Amanda Knox’s Slander Conviction Upheld by Italian Court in Meredith Kercher Murder Case-InfoExpress
Amanda Knox's legal journey has reached a new verdict.
Nearly 17 years after Knox was first accused of her roommate Meredith Kercher's murder in 2007—of which she was convicted and later acquitted—on June 5 an Italian court has upheld her 2009 conviction of slander against Patrick Lumumba, who Knox falsely accused of the murder while under intense interrogation.
With her new conviction, the 36-year-old has been sentenced to three years imprisonment—none of which she will serve as she already served the length of the original slander conviction's sentencing during her four years in detention following her wrongful conviction of Kercher's murder.
According to NBC News, while outside the courthouse in Florence, Italy, Knox's lawyer told the outlet he was "very surprised at the outcome of the decision and Amanda is very upset."
E! News has reached out to Knox's legal team for comment but has not yet heard back.
The Seattle native accused Lumumba—a local bar owner for whom she'd been working part-time upon moving to Italy—of Kercher's murder during an interrogation in 2007, which led to his arrest and an incarceration period of two weeks.
At the time, per NBC, Knox was interrogated by police despite having only a rudimentary knowledge of Italian, and ultimately signed two statements prepared by police within which she accused the bar-owner of the murder. However, she then wrote a handwritten note only hours later in English casting doubt on the testimony she had provided to the police.

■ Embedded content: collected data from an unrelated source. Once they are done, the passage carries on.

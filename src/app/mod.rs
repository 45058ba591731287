//! Application orchestration — session, state management, event loop, and
//! input handling.

pub mod event;
pub mod handler;
pub mod session;
pub mod state;
//! Core model — parsed types, the type host seam, rendering, and the view
//! tree.
//!
//! Nothing in this module depends on any TUI or rendering crate.

pub mod editor;
pub mod host;
pub mod platform;
pub mod render;
pub mod tree;
pub mod types;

While Knox and her then-boyfriend Raffaele Sollecito were convicted of Kercher's murder in 2009—then acquitted and convicted again in 2011 and 2014, respectively—the pair were ultimately exonerated by the Supreme Court of Cassation, Italy's highest court in March 2015. However, the slander conviction remained against Knox.
But in 2019, the European Court of Human Rights ruled that Knox's original interrogation by police violated her human rights and ordered the Italian legal system should pay her $20,000. The Court of Human Rights' ruling also compelled Italy's Supreme Court to order a retrial at the appellate court level, which is the trial that concluded on June 5.
During this retrial, Knox—who is a mother to two children with husband Christopher Robinson—addressed the court room in fluent Italian, per NBC News, describing the police interrogation as her "worst nightmare" while being questioned in a language she "barely knew" at the time.
"When I couldn't remember the details, one of the officers gave me a little smack on the head and shouted, ‘remember, remember,'" Knox said, per the outlet. "And then I put together a jumble of memories and the police made me sign a statement. I was forced to submit. It had been a violation of my rights."
She continued, "I was a scared girl, deceived by the police and led not to trust her own memories."
Ahead of yet another appearance for Knox in court, she took to social media to share her hopes for the retrial.
"On June 5th, I will walk into the very same courtroom where I was reconvicted of a crime I didn't commit, this time to defend myself yet again," she wrote on X, formerly Twitter, June 3. "I hope to clear my name once and for all of the false charges against me."
The appellate court's decision to uphold the slander charge will still have to go to Italy's supreme court once more, per CNN, and Knox has the chance to appeal the verdict.